C’était assez cool, surtout la première saison (qui est vraiment très bien, petite baisse de régime après, mais ça vaut le coup d’être regardé dans son entièreté même si la saison 3 rushe la fin). La série retranscrit bien le côté individualiste des années 80 : si on est derrière Sheila pour le côté émancipation de son arc narratif, pour autant plus ça va et plus elle devient (redevient ?) de droite. Le personnage de John Breem est très réussi aussi. Globalement tous les personnages de la série sont assez détestables, à des degrés divers, sauf peut-être Bunny et Tyler, qui sont les deux seuls persos de la série qui ne font pas partie de la bourgeoisie locale.
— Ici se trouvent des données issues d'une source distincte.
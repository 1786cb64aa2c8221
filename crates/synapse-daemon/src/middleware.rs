// SPDX-License-Identifier: MIT OR Apache-2.0
//! Middleware stack shared by the client and spectator HTTP/WS surfaces.

use axum::{
    extract::Request,
    http::HeaderValue,
    middleware::Next,
    response::Response,
};
use std::time::Instant;
use tower_http::cors::{AllowHeaders, AllowMethods, AllowOrigin, CorsLayer};
use tracing::info;
use uuid::Uuid;

/// A unique request identifier, available as an Axum extension.
#[derive(Debug, Clone, Copy, PartialEq, Eq, Hash)]
pub struct RequestId(pub Uuid);

/// Generates a [`RequestId`] for each request and sets the `x-request-id`
/// response header, including on the websocket upgrade response.
pub async fn request_id_middleware(mut req: Request, next: Next) -> Response {
    let id = RequestId(Uuid::new_v4());
    req.extensions_mut().insert(id);
    let mut resp = next.run(req).await;
    resp.headers_mut()
        .insert("x-request-id", HeaderValue::from_str(&id.0.to_string()).unwrap());
    resp
}

/// Logs method, path, status code, and duration for each request using
/// [`tracing`] structured fields.
pub struct RequestLogger;

impl RequestLogger {
    /// Axum-compatible handler function, wired in with [`axum::middleware::from_fn`].
    pub async fn layer(req: Request, next: Next) -> Response {
        let method = req.method().clone();
        let path = req.uri().path().to_owned();
        let start = Instant::now();

        let resp = next.run(req).await;

        info!(
            http.method = %method,
            http.path = %path,
            http.status = resp.status().as_u16(),
            http.duration_ms = start.elapsed().as_millis() as u64,
            "request completed"
        );

        resp
    }
}

/// Configuration for CORS headers on the client and spectator routers.
#[derive(Debug, Clone)]
pub struct CorsConfig {
    /// Origins allowed to connect; `["*"]` disables origin restriction.
    pub allowed_origins: Vec<String>,
    /// HTTP methods allowed, as strings (e.g. `"GET"`).
    pub allowed_methods: Vec<String>,
    /// Request headers the browser is allowed to send.
    pub allowed_headers: Vec<String>,
}

impl Default for CorsConfig {
    fn default() -> Self {
        Self {
            allowed_origins: vec!["*".to_string()],
            allowed_methods: vec!["GET".to_string(), "POST".to_string()],
            allowed_headers: vec!["content-type".to_string()],
        }
    }
}

impl CorsConfig {
    /// Convert this configuration into a [`tower_http::cors::CorsLayer`].
    ///
    /// A wildcard origin is expressed via [`AllowOrigin::any`] rather than a
    /// literal `"*"` header value, since browsers reject a literal wildcard
    /// alongside credentialed requests.
    #[must_use]
    pub fn to_cors_layer(&self) -> CorsLayer {
        let methods: Vec<axum::http::Method> = self
            .allowed_methods
            .iter()
            .filter_map(|m| m.parse().ok())
            .collect();
        let headers: Vec<axum::http::HeaderName> = self
            .allowed_headers
            .iter()
            .filter_map(|h| h.parse().ok())
            .collect();

        let origin = if self.allowed_origins.iter().any(|o| o == "*") {
            AllowOrigin::any()
        } else {
            AllowOrigin::list(
                self.allowed_origins
                    .iter()
                    .filter_map(|o| HeaderValue::from_str(o).ok())
                    .collect::<Vec<_>>(),
            )
        };

        CorsLayer::new()
            .allow_origin(origin)
            .allow_methods(AllowMethods::list(methods))
            .allow_headers(AllowHeaders::list(headers))
    }
}
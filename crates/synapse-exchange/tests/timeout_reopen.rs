// SPDX-License-Identifier: MIT OR Apache-2.0
//! End-to-end scenario 3 (§8): an idle awarded contract auto-fails and the
//! job reopens for bidding.

use std::sync::Arc;
use std::time::Duration;

use base64::Engine;
use ed25519_dalek::{Signer, SigningKey};
use rand::rngs::OsRng;
use serde_json::json;
use synapse_core::{JobStatus, SynapseConfig, PROTOCOL_VERSION};
use synapse_exchange::{handle_client_message, Effect, Exchange, Recipient, SessionId};
use synapse_protocol::{ClientMessage, ServerMessage};
use tokio::sync::broadcast;

// ─── Helpers ─────────────────────────────────────────────────────────

struct Agent {
    signing_key: SigningKey,
}

impl Agent {
    fn new() -> Self {
        Self {
            signing_key: SigningKey::generate(&mut OsRng),
        }
    }

    fn public_key_b64(&self) -> String {
        base64::engine::general_purpose::STANDARD.encode(self.signing_key.verifying_key().to_bytes())
    }
}

fn drain(rx: &mut broadcast::Receiver<Effect>) -> Vec<Effect> {
    let mut out = Vec::new();
    while let Ok(effect) = rx.try_recv() {
        out.push(effect);
    }
    out
}

async fn authenticate(
    exchange: &Arc<Exchange>,
    rx: &mut broadcast::Receiver<Effect>,
    agent: &Agent,
    name: &str,
) -> (SessionId, String) {
    let (session_id, nonce) = exchange.open_session().await;
    let public_key = agent.public_key_b64();
    let canonical = synapse_protocol::auth_canonical_string(PROTOCOL_VERSION, &nonce, name, &public_key);
    let signature = agent.signing_key.sign(canonical.as_bytes());
    let signature_b64 = base64::engine::general_purpose::STANDARD.encode(signature.to_bytes());

    handle_client_message(
        exchange,
        session_id,
        ClientMessage::Auth {
            v: PROTOCOL_VERSION,
            agent_name: name.to_string(),
            public_key,
            nonce,
            signature: signature_b64,
        },
    )
    .await;

    for effect in drain(rx) {
        if effect.to == Recipient::Session(session_id) {
            if let ServerMessage::Authed { agent_id, .. } = effect.message {
                return (session_id, agent_id);
            }
        }
    }
    panic!("authentication did not produce an authed reply");
}

fn job_id_from(effects: &[Effect]) -> String {
    for effect in effects {
        if let ServerMessage::JobPosted { job, .. } = &effect.message {
            return job.id.clone();
        }
    }
    panic!("no job_posted broadcast found");
}

// ─── Scenario ────────────────────────────────────────────────────────

#[tokio::test]
async fn an_idle_awarded_job_times_out_and_reopens() {
    let exchange = Exchange::new(SynapseConfig::default());
    let mut rx = exchange.subscribe_effects();

    let requester = Agent::new();
    let worker = Agent::new();
    let (requester_session, requester_id) = authenticate(&exchange, &mut rx, &requester, "boss").await;
    let (worker_session, worker_id) = authenticate(&exchange, &mut rx, &worker, "worker").await;

    handle_client_message(
        &exchange,
        requester_session,
        ClientMessage::PostJob {
            v: PROTOCOL_VERSION,
            title: "times out".to_string(),
            description: None,
            budget: 100,
            kind: None,
            payload: Some(json!({"timeoutSeconds": 1})),
        },
    )
    .await;
    let job_id = job_id_from(&drain(&mut rx));

    handle_client_message(
        &exchange,
        worker_session,
        ClientMessage::Bid {
            v: PROTOCOL_VERSION,
            job_id: job_id.clone(),
            price: 90,
            eta_seconds: 60,
            pitch: None,
            terms: None,
        },
    )
    .await;
    drain(&mut rx);

    handle_client_message(
        &exchange,
        requester_session,
        ClientMessage::Award {
            v: PROTOCOL_VERSION,
            job_id: job_id.clone(),
            worker_id: worker_id.clone(),
        },
    )
    .await;
    drain(&mut rx);
    assert_eq!(exchange.armed_timer_count().await, 1);

    tokio::time::sleep(Duration::from_millis(1200)).await;

    // Let the timer's background task run to completion.
    for _ in 0..20 {
        if exchange.armed_timer_count().await == 0 {
            break;
        }
        tokio::time::sleep(Duration::from_millis(50)).await;
    }
    let effects = drain(&mut rx);
    assert!(effects.iter().any(|e| matches!(&e.message, ServerMessage::JobFailed { reason, .. } if reason == "timeout")));
    assert!(effects.iter().any(|e| matches!(&e.message, ServerMessage::JobUpdated { job, .. } if job.status == JobStatus::Open)));

    let requester_agent_id = synapse_core::AgentId::from_raw(requester_id);
    let worker_agent_id = synapse_core::AgentId::from_raw(worker_id);
    let snapshot = exchange.observer_snapshot().await;
    let job = snapshot.jobs.iter().find(|j| j.id == job_id).expect("job present");
    assert_eq!(job.status, JobStatus::Open);
    assert!(job.worker_id.is_none());
    assert_eq!(job.locked_budget, 0);
    assert_eq!(job.locked_stake, 0);

    let requester_view = snapshot.agents.iter().find(|a| a.agent_id == requester_agent_id.as_str()).unwrap();
    let worker_view = snapshot.agents.iter().find(|a| a.agent_id == worker_agent_id.as_str()).unwrap();
    assert_eq!(requester_view.locked, 0);
    assert_eq!(worker_view.locked, 0);
    assert!(worker_view.failed >= 1);

    assert!(snapshot
        .evidence
        .iter()
        .any(|item| item.job_id == job_id && item.kind == "settlement"));
}
/// Requester reviews an in-review job (§4.3 "review").
pub(crate) fn review(
    state: &mut ExchangeState,
    config: &SynapseConfig,
    requester_id: AgentId,
    job_id: &str,
    decision: ReviewDecision,
    notes: Option<String>,
) -> Result<HandlerOutcome, SynapseError> {
    let job = state
        .jobs
        .get(job_id)
        .cloned()
        .ok_or_else(|| SynapseError::new(ErrorCode::JobNotFound))?;
    if job.requester_id != requester_id {
        return Err(SynapseError::new(ErrorCode::NotJobOwner));
    }
    if job.status != JobStatus::InReview {
        return Err(SynapseError::new(ErrorCode::JobNotInReview));
    }
    if job.worker_id.is_none() {
        return Err(SynapseError::new(ErrorCode::JobMissingWorker));
    }

    let mut outcome = HandlerOutcome::default();
    let ev = state.push_evidence(job.id.clone(), "review", format!("{decision:?}"), json!({"decision": decision, "notes": notes}));
    outcome.evidence_appended(ev);
    outcome.broadcast(ServerMessage::JobReviewed {
        v: synapse_core::PROTOCOL_VERSION,
        job_id: job.id.clone(),
        decision,
    });

    match decision {
        ReviewDecision::Accept => {
            outcome.merge(apply_settlement_success(state, job));
        }
        ReviewDecision::Reject => {
            let job_id = job.id.clone();
            outcome.merge(apply_settlement_failure(state, config, job, "rejected".to_string()));
            outcome.merge(apply_reopen(state, job_id));
        }
        ReviewDecision::Changes => {
            let mut job = job;
            job.status = JobStatus::Awarded;
            state.jobs.insert(job.id.clone(), job.clone());
            outcome.persist.push(crate::state::PersistOp::Job(job.clone()));
            let ev = state.push_evidence(job.id.clone(), "changes", "requester asked for changes", serde_json::Value::Null);
            outcome.evidence_appended(ev);
            outcome.timers.push(TimerAction::Arm {
                job_id: job.id.clone(),
                worker_id: job.worker_id.clone().expect("in-review job has an assigned worker"),
                seconds: job.timeout_seconds(),
            });
            outcome.broadcast(ServerMessage::JobUpdated {
                v: synapse_core::PROTOCOL_VERSION,
                job,
            });
        }
    }
    Ok(outcome)
}

/// Settle a job successfully: pay the worker the remainder, release the
/// requester's lock, release the worker's stake, and bump reputation
/// (§4.4 "Settlement-success").
pub(crate) fn apply_settlement_success(state: &mut ExchangeState, job: Job) -> HandlerOutcome {
    let mut outcome = HandlerOutcome::default();
    let worker_id = job.worker_id.clone().expect("settlement requires an assigned worker");
    let remainder = job.locked_budget.saturating_sub(job.paid_upfront);

    let mut requester_account = state
        .ledger
        .get(&job.requester_id)
        .copied()
        .expect("awarded job implies a requester ledger account");
    requester_account.locked = requester_account.locked.saturating_sub(remainder);
    requester_account.credits = requester_account.credits.saturating_sub(remainder);
    state.ledger.insert(job.requester_id.clone(), requester_account);
    outcome.ledger_changed(&job.requester_id, requester_account);

    let mut worker_account = state
        .ledger
        .get(&worker_id)
        .copied()
        .expect("awarded job implies a worker ledger account");
    worker_account.credits += remainder;
    worker_account.locked = worker_account.locked.saturating_sub(job.locked_stake);
    state.ledger.insert(worker_id.clone(), worker_account);
    outcome.ledger_changed(&worker_id, worker_account);

    let mut rep = state.reputation.get(&worker_id).copied().unwrap_or_default();
    rep.completed += 1;
    state.reputation.insert(worker_id.clone(), rep);
    outcome.reputation_changed(&worker_id, rep);

    let mut job = job;
    job.status = JobStatus::Completed;
    state.jobs.insert(job.id.clone(), job.clone());
    outcome.persist.push(crate::state::PersistOp::Job(job.clone()));
    let ev = state.push_evidence(job.id.clone(), "settlement", "job completed", json!({"paid": job.locked_budget}));
    outcome.evidence_appended(ev);
    outcome.broadcast(ServerMessage::JobCompleted {
        v: synapse_core::PROTOCOL_VERSION,
        job_id: job.id,
        paid: job.locked_budget,
    });
    outcome
}
// SPDX-License-Identifier: MIT OR Apache-2.0
//! The single entry point for inbound client messages (§4.1, §4.2, §5).
//!
//! `handle_client_message` owns the cross-cutting rules that apply
//! uniformly to every message type: protocol-version checking, the
//! not-authenticated gate, and converting a [`SynapseError`] into the
//! `error` effect addressed back to the offending session. The actual
//! state transition for each variant is one call into [`crate::jobs`].

use std::sync::Arc;

use synapse_core::AgentId;
use synapse_error::{ErrorCode, SynapseError};
use synapse_protocol::{check_version, ClientMessage, ServerMessage};
use tracing::warn;

use crate::effect::Effect;
use crate::exchange::Exchange;
use crate::jobs;
use crate::session::SessionId;
use crate::state::HandlerOutcome;

/// Handle one inbound client message end to end.
///
/// Every outcome — success or failure — is delivered through the
/// exchange's effect bus; this function has no return value because the
/// transport layer never waits on it directly (it owns its own receiver
/// loop over [`Exchange::subscribe_effects`]).
pub async fn handle_client_message(exchange: &Arc<Exchange>, session_id: SessionId, message: ClientMessage) {
    if let Err(err) = process(exchange, session_id, message).await {
        warn!(code = %err.code, "client message rejected");
        exchange.publish_effect(Effect::to_session(
            session_id,
            ServerMessage::Error {
                v: synapse_core::PROTOCOL_VERSION,
                message: err.wire_message().to_string(),
            },
        ));
    }
}

async fn process(exchange: &Arc<Exchange>, session_id: SessionId, message: ClientMessage) -> Result<(), SynapseError> {
    check_version(message.version())?;

    if let ClientMessage::Auth {
        agent_name,
        public_key,
        nonce,
        signature,
        ..
    } = &message
    {
        return authenticate(exchange, session_id, agent_name, public_key, nonce, signature).await;
    }

    let agent_id = authed_agent(exchange, session_id).await?;
    let outcome = {
        let mut state = exchange.state.lock().await;
        match message {
            ClientMessage::Auth { .. } => unreachable!("handled above"),
            ClientMessage::PostJob {
                title,
                description,
                budget,
                kind,
                payload,
                ..
            } => jobs::post_job(&mut state, agent_id, title, description, budget, kind, payload)?,
            ClientMessage::Bid {
                job_id,
                price,
                eta_seconds,
                pitch,
                terms,
                ..
            } => jobs::bid(&mut state, agent_id, job_id, price, eta_seconds, pitch, terms)?,
            ClientMessage::Award { job_id, worker_id, .. } => {
                jobs::award(&mut state, &exchange.config, agent_id, &job_id, AgentId::from_raw(worker_id))?
            }
            ClientMessage::CounterOffer {
                job_id,
                worker_id,
                price,
                terms,
                ..
            } => jobs::counter_offer(
                &mut state,
                &exchange.config,
                agent_id,
                &job_id,
                AgentId::from_raw(worker_id),
                price,
                terms,
            )?,
            ClientMessage::WorkerCounter { job_id, price, terms, .. } => {
                jobs::worker_counter(&mut state, &exchange.config, agent_id, &job_id, price, terms)?
            }
            ClientMessage::OfferDecision { job_id, decision, .. } => {
                jobs::offer_decision(&mut state, &exchange.config, agent_id, &job_id, decision)?
            }
            ClientMessage::Submit { job_id, result, .. } => {
                jobs::submit(&mut state, exchange.evaluator.as_ref(), agent_id, &job_id, result)?
            }
            ClientMessage::Review {
                job_id, decision, notes, ..
            } => jobs::review(&mut state, &exchange.config, agent_id, &job_id, decision, notes)?,
        }
    };
    exchange.apply_outcome(outcome).await;
    Ok(())
}

async fn authed_agent(exchange: &Arc<Exchange>, session_id: SessionId) -> Result<AgentId, SynapseError> {
    let state = exchange.state.lock().await;
    state
        .sessions
        .get(&session_id)
        .and_then(|session| session.agent_id.clone())
        .ok_or_else(|| SynapseError::new(ErrorCode::NotAuthenticated))
}

/// Undo the speculative session↔agent binding made in [`authenticate`]
/// before its durable ledger/reputation writes land. Mirrors
/// [`Exchange::close_session`]'s bookkeeping: clears the session's
/// `agent_id` and drops it from `agent_sessions`, leaving an empty
/// `agent_sessions` entry behind rather than removing it, same as a normal
/// disconnect would.
async fn unbind_session(exchange: &Arc<Exchange>, session_id: SessionId, agent_id: &AgentId) {
    let mut state = exchange.state.lock().await;
    if let Some(session) = state.sessions.get_mut(&session_id) {
        session.agent_id = None;
    }
    if let Some(set) = state.agent_sessions.get_mut(agent_id) {
        set.remove(&session_id);
    }
}

/// Complete the auth handshake (§4.1).
///
/// Unlike every other path, the persistence write here is awaited inline
/// rather than fired in the background: a brand-new identity's ledger and
/// reputation rows must exist durably before the client is told it is
/// authenticated, so a crash between the two can never strand an agent
/// with in-memory-only credits (§7 tier 3) — if either write fails after
/// the in-memory binding was speculatively made, [`unbind_session`] tears
/// it back down before the error reaches the caller, so a session that
/// gets `db_error_auth` can never sneak past [`authed_agent`] on the
/// strength of a binding whose backing ledger/reputation rows don't
/// durably exist.
async fn authenticate(
    exchange: &Arc<Exchange>,
    session_id: SessionId,
    agent_name: &str,
    public_key: &str,
    nonce: &str,
    signature: &str,
) -> Result<(), SynapseError> {
    let challenge_nonce = {
        let state = exchange.state.lock().await;
        state
            .sessions
            .get(&session_id)
            .map(|session| session.nonce.clone())
            .ok_or_else(|| SynapseError::new(ErrorCode::NotAuthenticated))?
    };
    crate::session::verify_auth_reply(
        &challenge_nonce,
        synapse_core::PROTOCOL_VERSION,
        agent_name,
        public_key,
        nonce,
        signature,
    )?;

    let agent_id = AgentId::derive(public_key);

    if let Some(store) = exchange.persistence.clone() {
        store
            .upsert_agent(&agent_id)
            .await
            .map_err(|e| SynapseError::new(ErrorCode::DbErrorAuth).with_context("reason", e.to_string()))?;
    }

    let (created, credits) = {
        let mut state = exchange.state.lock().await;
        let created = state.ensure_account(&agent_id, exchange.config.starting_credits);
        state.sessions.entry(session_id).and_modify(|session| {
            session.agent_id = Some(agent_id.clone());
        });
        state
            .agent_sessions
            .entry(agent_id.clone())
            .or_default()
            .insert(session_id);
        (created, state.ledger[&agent_id].credits)
    };

    if let Some(store) = exchange.persistence.clone() {
        if created {
            let ledger = synapse_core::LedgerAccount::new(exchange.config.starting_credits);
            let reputation = synapse_core::Reputation::default();
            if let Err(e) = store.upsert_ledger(&agent_id, &ledger).await {
                unbind_session(exchange, session_id, &agent_id).await;
                return Err(SynapseError::new(ErrorCode::DbErrorAuth).with_context("reason", e.to_string()));
            }
            if let Err(e) = store.upsert_reputation(&agent_id, &reputation).await {
                unbind_session(exchange, session_id, &agent_id).await;
                return Err(SynapseError::new(ErrorCode::DbErrorAuth).with_context("reason", e.to_string()));
            }
        }
    }

    let mut outcome = HandlerOutcome::default();
    outcome.tape.push(synapse_core::TapeEvent::AgentAuthed {
        agent_id: agent_id.clone(),
    });
    if created {
        outcome.tape.push(synapse_core::TapeEvent::LedgerUpdate {
            agent_id: agent_id.clone(),
            credits,
            locked: 0,
        });
        outcome.tape.push(synapse_core::TapeEvent::RepUpdate {
            agent_id: agent_id.clone(),
            completed: 0,
            failed: 0,
        });
    }
    outcome.effects.push(Effect::to_session(
        session_id,
        ServerMessage::Authed {
            v: synapse_core::PROTOCOL_VERSION,
            agent_id: agent_id.as_str().to_string(),
            credits,
        },
    ));
    exchange.apply_outcome(outcome).await;
    Ok(())
}
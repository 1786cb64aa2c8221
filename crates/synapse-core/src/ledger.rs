// SPDX-License-Identifier: MIT OR Apache-2.0
//! Per-agent credit and locked-budget accounting.

use schemars::JsonSchema;
use serde::{Deserialize, Serialize};

/// A per-agent ledger account: total credits and the portion reserved
/// (locked) against in-flight contracts or stake.
///
/// Invariant held at every quiescent instant: `0 <= locked <= credits`.
#[derive(Debug, Clone, Copy, PartialEq, Eq, Serialize, Deserialize, JsonSchema)]
pub struct LedgerAccount {
    /// Total credits owned by the agent.
    pub credits: u64,
    /// Portion of `credits` currently reserved by escrow or stake locks.
    pub locked: u64,
}

impl LedgerAccount {
    /// Open a fresh account with the given starting balance and no locks.
    #[must_use]
    pub fn new(starting_credits: u64) -> Self {
        Self {
            credits: starting_credits,
            locked: 0,
        }
    }

    /// Credits available to spend or lock right now.
    #[must_use]
    pub fn spendable(&self) -> u64 {
        self.credits.saturating_sub(self.locked)
    }

    /// Whether the account currently satisfies its invariant.
    #[must_use]
    pub fn is_sound(&self) -> bool {
        self.locked <= self.credits
    }
}

#[cfg(test)]
mod tests {
    use super::*;

    #[test]
    fn spendable_excludes_locked() {
        let acc = LedgerAccount {
            credits: 100,
            locked: 40,
        };
        assert_eq!(acc.spendable(), 60);
        assert!(acc.is_sound());
    }

    #[test]
    fn fresh_account_has_no_locks() {
        let acc = LedgerAccount::new(1000);
        assert_eq!(acc.credits, 1000);
        assert_eq!(acc.locked, 0);
        assert_eq!(acc.spendable(), 1000);
    }
}
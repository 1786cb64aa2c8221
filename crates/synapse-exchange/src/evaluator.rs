// SPDX-License-Identifier: MIT OR Apache-2.0
//! The advisory code evaluator invoked on `"coding"` submissions (§4.3, §6).
//!
//! The evaluator is explicitly out of scope as a *collaborator contract*:
//! a real deployment can plug in an LLM-backed reviewer or a sandboxed test
//! runner. What the exchange owns is that its verdict is advisory only — it
//! attaches `auto_verify` evidence and never itself settles a job.

use synapse_core::job::AutoVerifyResult;
use synapse_core::Job;

/// An external collaborator that advises on whether a `"coding"`
/// submission looks correct.
///
/// Implementations must be deterministic and time-bounded: this is called
/// synchronously inside a state-machine transition and must never execute
/// untrusted code.
pub trait CodeEvaluator: Send + Sync {
    /// Judge a submitted result for the given job.
    fn evaluate(&self, job: &Job, result: &str) -> AutoVerifyResult;
}

/// Default evaluator: checks for the presence of a required keyword.
///
/// This is the simplest possible advisory signal that satisfies "never
/// executes untrusted code" — it is a substring match, not a sandboxed
/// interpreter. A job without `payload.requiredKeyword` always passes.
#[derive(Debug, Default, Clone, Copy)]
pub struct KeywordEvaluator;

impl CodeEvaluator for KeywordEvaluator {
    fn evaluate(&self, job: &Job, result: &str) -> AutoVerifyResult {
        match &job.payload.required_keyword {
            Some(keyword) if !result.contains(keyword.as_str()) => AutoVerifyResult {
                ok: false,
                reason: Some(format!("result does not contain required keyword {keyword:?}")),
            },
            _ => AutoVerifyResult {
                ok: true,
                reason: None,
            },
        }
    }
}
La série réussit bien la représentation des problèmes mentaux de Sheila, à la fois sa boulimie et sa self-hate, présente d’abord comme une voix intérieure puis comme des hallucinations de différentes personnes de son entourage. La façon dont l’aérobic lui permet d’en sortir (un peu) est bien mis en scène : c’est remplacer une obsession par une autre (et potentiellement mettre sa santé en danger avec, quand elle a un problème physique qu’elle ne traite pas pour ne pas apparaitre faible), et c’est une route compliquée, ou elle va avoir des rechutes, une progression épisodique : même si elle a une épiphanie sur l’aérobic, ça ne suffit pas pour que tout aille mieux dans sa vie d’un seul coup.

Je recommande, surtout la première saison qui arrive bien à mêler les enjeux environnementaux aux autres thématiques de la série.

Simple comme Sylvain, de Monia Chokri

Film québecois de 2023. Sophia est en couple avec Xavier. Appartenant tous les deux à la bourgeoisie intellectuelle de Montréal, ils mènent une vie tranquille et sans passion. Puis Sophia rencontre Sylvain, charpentier qui rénove son chalet, et c’est le coup de foudre immédiat entre les deux. Sophia va commencer une relation adultère, puis quitter Xavier. La passion entre Sylvain et Sophia va être compliquée par les différences radicales entre leurs deux milieux et parcours.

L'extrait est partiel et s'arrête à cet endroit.